For now, if you’d like to be rewarded for doing your part to keep the grid up, consider incorporating and signing up with a partner company to participate in ERCOT’s demand response program. Don’t have any killer business ideas? That’s fine—just become a Bitcoin miner. So long as you’re wasting huge amounts of electricity during normal times—Texas Bitcoin miners use an estimated 2,200 megawatts of power, about 20 percent of the total usage globally—you can get paid to conserve during peak demand. Suddenly, while the rubes are acting out of the goodness of their hearts, you can start cashing checks. 

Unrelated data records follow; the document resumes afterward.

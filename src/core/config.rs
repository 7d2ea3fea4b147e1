//! Per-deployment protocol configuration.
//!
//! Contract addresses, sqrt-ratio bounds and event selectors differ between
//! deployments, so they live in an injected table instead of module
//! constants. Components receive a `ProtocolConfig` and never assume a
//! particular network.

use alloy_primitives::U256;
use serde::{Deserialize, Serialize};

use crate::core::Address;

/// Everything the SDK needs to know about one deployment of the protocol.
#[derive(Debug, Clone, PartialEq, Eq, Serialize, Deserialize)]
pub struct ProtocolConfig {
    /// Human-readable deployment name ("mainnet", "testnet", ...).
    pub deployment: String,
    /// Config schema revision, bumped when fields are added or re-keyed.
    pub revision: u32,
    /// The core AMM contract holding pool state.
    pub core: Address,
    /// The positions periphery contract (also the position NFT).
    pub positions: Address,
    /// The swap router contract.
    pub router: Address,
    /// Smallest representable sqrt ratio; computed limits clamp here.
    pub min_sqrt_ratio: U256,
    /// Largest representable sqrt ratio; computed limits clamp here.
    pub max_sqrt_ratio: U256,
    /// Largest valid tick magnitude.
    pub max_tick: u32,
    /// Largest valid tick spacing, in ticks.
    pub max_tick_spacing: u32,
    /// Selector of the NFT transfer event used to recover minted position
    /// ids from confirmations.
    pub transfer_event_selector: U256,
}

// sqrt-ratio bounds for the current protocol revision, as 64-bit limbs.
const MIN_SQRT_RATIO: U256 = U256::from_limbs([4363438787445, 1, 0, 0]);
const MAX_SQRT_RATIO: U256 = U256::from_limbs([
    17632034473660873000,
    8013356184008655433,
    18446739710271796309,
    0,
]);

// Standard Transfer event selector on this platform.
const TRANSFER_EVENT_SELECTOR: U256 = U256::from_limbs([
    0xebf108d12e6196e9,
    0x3a539b8c9f14bf31,
    0x842a3121e8ddfd43,
    0x0099cd8bde557814,
]);

impl ProtocolConfig {
    /// The canonical mainnet deployment.
    pub fn mainnet() -> Self {
        ProtocolConfig {
            deployment: "mainnet".to_string(),
            revision: 1,
            core: addr("0x05dd83b1c1a3e87fbbc1cbbea9bb1b21cfbd5a1a6a8bb6cfc1bd5b2f4a80e78"),
            positions: addr("0x02a9f3c1bd5e407c8716b17f6d2795eca1b471413fa03fb145a5e337221840b2"),
            router: addr("0x0199741822c2dc722f6f605204f35e56dbc23bceed54818168c4c49e4fb8737e"),
            min_sqrt_ratio: MIN_SQRT_RATIO,
            max_sqrt_ratio: MAX_SQRT_RATIO,
            max_tick: 88_722_883,
            max_tick_spacing: 354_892,
            transfer_event_selector: TRANSFER_EVENT_SELECTOR,
        }
    }

    /// The public testnet deployment. Same numeric bounds as mainnet, only
    /// contract addresses differ.
    pub fn testnet() -> Self {
        ProtocolConfig {
            deployment: "testnet".to_string(),
            core: addr("0x00e6c1b9b6b6e1a5f7d3c5a2eb42fe8af21aaf42e4b257b5ec0a8a7bbbf6b882"),
            positions: addr("0x0423c25ae85f0e2eba5b7a6fc05f26a1a23fbe28a6c5ae1b0c6e4d2b9b86bb15"),
            router: addr("0x045f587d5e8a6d8c34be5b2a29a1e0bbcc5a2ec5cba3bfd36e7e25d1e4b3ab2d"),
            ..Self::mainnet()
        }
    }

    /// Look up a deployment by name.
    pub fn for_deployment(name: &str) -> Option<Self> {
        match name {
            "mainnet" => Some(Self::mainnet()),
            "testnet" => Some(Self::testnet()),
            _ => None,
        }
    }
}

fn addr(hex: &str) -> Address {
    // Only called on the literals above, which are all valid felts.
    Address::from_hex(hex).expect("deployment table address is a valid felt")
}

#[cfg(test)]
mod tests {
    use super::*;

    #[test]
    fn bounds_are_ordered_and_nontrivial() {
        let cfg = ProtocolConfig::mainnet();
        assert!(cfg.min_sqrt_ratio < cfg.max_sqrt_ratio);
        assert!(cfg.min_sqrt_ratio > U256::ZERO);
        // One sqrt-ratio unit of 1.0 sits inside the representable range.
        let one = U256::from(1u8) << 128;
        assert!(cfg.min_sqrt_ratio < one && one < cfg.max_sqrt_ratio);
    }

    #[test]
    fn deployments_resolve_by_name() {
        assert!(ProtocolConfig::for_deployment("mainnet").is_some());
        assert!(ProtocolConfig::for_deployment("testnet").is_some());
        assert!(ProtocolConfig::for_deployment("devnet-local").is_none());
        assert_ne!(
            ProtocolConfig::mainnet().router,
            ProtocolConfig::testnet().router
        );
    }
}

Imagine That Every Time You Push the “Up” Button on Your Thermostat, You’re Releasing Spiders Into the ERCOT Offices

When it’s hotter than Hades outside and you’re sweating in your own living room, the last thing you want to do is turn up the thermostat by yet another degree. You know what helps reduce the psychic burden of shouldering that responsibility yourself, though? Imagining that the thermostat doesn’t just control the temperature in your home, but that whenever you push the “up” button, it also releases that many clusters of spiders into the offices of ERCOT—and in the Governor’s Mansion, in the Texas Capitol, and in every other center of power occupied by those who’ve left us in a position where our electrical grid teeters. Setting your thermostat to 80 degrees when it’s 105 outside is depressing—releasing eighty clusters of spiders in Greg Abbott’s bedroom, on the other hand, is downright satisfying. The human imagination is a powerful thing.

Call ERCOT and Ask Them if They’ll Consider Tapping the UPDOG Energy Reserves

Take it from Bart Simpson: sometimes, when you’re feeling powerless (literally and metaphorically), a prank phone call will cheer you up. When the person who answers the phone says, “what’s UPDOG?” you say, “just sitting here at home sweating, dog, what’s up with you?” and then you laugh till you cry. 

Go Out and Build Some Transmission Lines Your Own Dang Self

This summer, our buckling power grid has one saving grace: When it’s approximately 1 million degrees outside, it’s also a pretty safe bet that the sun is shining. Once again, solar power is bailing us out. Solar’s great when it’s sunny—solar panels are increasingly cheap to install, and it doesn’t cost anything to turn it on or extract. 

The catch, though, is that getting that energy to customers requires transmission lines, and those lines are increasingly congested. Without more transmission capacity, we’re generating more solar power than we can use during the summer, which isn’t great when the same sun generating all those free electrons is also the reason everyone is cranking the A/C. If you want a long-term cure to ERCOT Conversation Fatigue, the answer seems clear: We’re gonna need more juice.